◆ **Directions**
Set the records down again in full, with every word kept.
── Data to process
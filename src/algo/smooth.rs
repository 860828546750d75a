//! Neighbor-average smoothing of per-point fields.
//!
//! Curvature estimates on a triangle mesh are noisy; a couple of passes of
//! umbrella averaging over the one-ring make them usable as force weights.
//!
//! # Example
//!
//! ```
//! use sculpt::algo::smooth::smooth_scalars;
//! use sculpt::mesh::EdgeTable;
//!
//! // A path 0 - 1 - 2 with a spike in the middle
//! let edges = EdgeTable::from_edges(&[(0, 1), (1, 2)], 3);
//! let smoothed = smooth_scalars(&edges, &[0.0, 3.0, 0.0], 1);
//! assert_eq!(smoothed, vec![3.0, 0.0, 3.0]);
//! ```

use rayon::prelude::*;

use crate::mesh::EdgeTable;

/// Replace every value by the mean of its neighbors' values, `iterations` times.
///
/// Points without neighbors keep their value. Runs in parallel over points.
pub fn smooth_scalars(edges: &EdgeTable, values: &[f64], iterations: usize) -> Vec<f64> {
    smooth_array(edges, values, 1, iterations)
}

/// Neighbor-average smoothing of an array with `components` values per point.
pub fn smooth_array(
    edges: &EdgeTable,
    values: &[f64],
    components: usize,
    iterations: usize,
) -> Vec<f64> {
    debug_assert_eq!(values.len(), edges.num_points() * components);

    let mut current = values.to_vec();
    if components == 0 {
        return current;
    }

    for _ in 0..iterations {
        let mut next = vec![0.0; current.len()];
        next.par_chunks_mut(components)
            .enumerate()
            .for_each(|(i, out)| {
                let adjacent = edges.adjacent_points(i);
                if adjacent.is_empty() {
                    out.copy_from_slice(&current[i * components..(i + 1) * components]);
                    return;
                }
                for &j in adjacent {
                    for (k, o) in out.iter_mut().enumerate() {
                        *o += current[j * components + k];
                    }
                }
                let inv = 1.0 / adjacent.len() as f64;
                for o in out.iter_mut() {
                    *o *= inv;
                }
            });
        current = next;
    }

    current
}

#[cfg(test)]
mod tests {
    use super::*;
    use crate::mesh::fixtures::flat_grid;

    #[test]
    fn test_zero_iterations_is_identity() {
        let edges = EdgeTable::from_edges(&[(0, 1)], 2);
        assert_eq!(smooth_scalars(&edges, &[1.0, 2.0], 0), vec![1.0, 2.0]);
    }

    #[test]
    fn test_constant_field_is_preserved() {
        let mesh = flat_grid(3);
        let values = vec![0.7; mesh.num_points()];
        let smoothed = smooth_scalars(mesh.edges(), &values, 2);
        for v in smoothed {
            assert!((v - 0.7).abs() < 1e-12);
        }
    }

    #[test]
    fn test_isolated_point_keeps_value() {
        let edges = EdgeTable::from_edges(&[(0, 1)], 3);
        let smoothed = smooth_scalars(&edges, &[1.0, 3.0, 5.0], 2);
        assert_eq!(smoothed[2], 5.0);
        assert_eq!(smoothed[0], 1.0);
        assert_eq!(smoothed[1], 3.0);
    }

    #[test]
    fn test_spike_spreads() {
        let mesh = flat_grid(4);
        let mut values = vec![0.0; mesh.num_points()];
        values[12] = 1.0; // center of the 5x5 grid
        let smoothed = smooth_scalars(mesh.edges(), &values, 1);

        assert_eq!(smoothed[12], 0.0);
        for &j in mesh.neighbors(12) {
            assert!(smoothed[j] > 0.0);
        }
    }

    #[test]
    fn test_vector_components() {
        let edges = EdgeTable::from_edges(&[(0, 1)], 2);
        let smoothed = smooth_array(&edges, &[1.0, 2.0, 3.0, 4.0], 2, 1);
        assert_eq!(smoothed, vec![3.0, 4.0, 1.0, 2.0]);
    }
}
────
◆ **Your response**
filename src/algo/smooth.rs
repository 860828546750d75a
//! Neighbor-average smoothing of per-point fields.
//!
//! Curvature estimates on a triangle mesh are noisy; a couple of passes of
//! umbrella averaging over the one-ring make them usable as force weights.
//!
//! # Example
//!
//! ```
//! use sculpt::algo::smooth::smooth_scalars;
//! use sculpt::mesh::EdgeTable;
//!
//! // A path 0 - 1 - 2 with a spike in the middle
//! let edges = EdgeTable::from_edges(&[(0, 1), (1, 2)], 3);
//! let smoothed = smooth_scalars(&edges, &[0.0, 3.0, 0.0], 1);
//! assert_eq!(smoothed, vec![3.0, 0.0, 3.0]);
//! ```

use rayon::prelude::*;

use crate::mesh::EdgeTable;

/// Replace every value by the mean of its neighbors' values, `iterations` times.
///
/// Points without neighbors keep their value. Runs in parallel over points.
pub fn smooth_scalars(edges: &EdgeTable, values: &[f64], iterations: usize) -> Vec<f64> {
    smooth_array(edges, values, 1, iterations)
}

/// Neighbor-average smoothing of an array with `components` values per point.
pub fn smooth_array(
    edges: &EdgeTable,
    values: &[f64],
    components: usize,
    iterations: usize,
) -> Vec<f64> {
    debug_assert_eq!(values.len(), edges.num_points() * components);

    let mut current = values.to_vec();
    if components == 0 {
        return current;
    }

    for _ in 0..iterations {
        let mut next = vec![0.0; current.len()];
        next.par_chunks_mut(components)
            .enumerate()
            .for_each(|(i, out)| {
                let adjacent = edges.adjacent_points(i);
                if adjacent.is_empty() {
                    out.copy_from_slice(&current[i * components..(i + 1) * components]);
                    return;
                }
                for &j in adjacent {
                    for (k, o) in out.iter_mut().enumerate() {
                        *o += current[j * components + k];
                    }
                }
                let inv = 1.0 / adjacent.len() as f64;
                for o in out.iter_mut() {
                    *o *= inv;
                }
            });
        current = next;
    }

    current
}

#[cfg(test)]
mod tests {
    use super::*;
    use crate::mesh::fixtures::flat_grid;

    #[test]
    fn test_zero_iterations_is_identity() {
        let edges = EdgeTable::from_edges(&[(0, 1)], 2);
        assert_eq!(smooth_scalars(&edges, &[1.0, 2.0], 0), vec![1.0, 2.0]);
    }

    #[test]
    fn test_constant_field_is_preserved() {
        let mesh = flat_grid(3);
        let values = vec![0.7; mesh.num_points()];
        let smoothed = smooth_scalars(mesh.edges(), &values, 2);
        for v in smoothed {
            assert!((v - 0.7).abs() < 1e-12);
        }
    }

    #[test]
    fn test_isolated_point_keeps_value() {
        let edges = EdgeTable::from_edges(&[(0, 1)], 3);
        let smoothed = smooth_scalars(&edges, &[1.0, 3.0, 5.0], 2);
        assert_eq!(smoothed[2], 5.0);
        assert_eq!(smoothed[0], 1.0);
        assert_eq!(smoothed[1], 3.0);
    }

    #[test]
    fn test_spike_spreads() {
        let mesh = flat_grid(4);
        let mut values = vec![0.0; mesh.num_points()];
        values[12] = 1.0; // center of the 5x5 grid
        let smoothed = smooth_scalars(mesh.edges(), &values, 1);

        assert_eq!(smoothed[12], 0.0);
        for &j in mesh.neighbors(12) {
            assert!(smoothed[j] > 0.0);
        }
    }

    #[test]
    fn test_vector_components() {
        let edges = EdgeTable::from_edges(&[(0, 1)], 2);
        let smoothed = smooth_array(&edges, &[1.0, 2.0, 3.0, 4.0], 2, 1);
        assert_eq!(smoothed, vec![3.0, 4.0, 1.0, 2.0]);
    }
}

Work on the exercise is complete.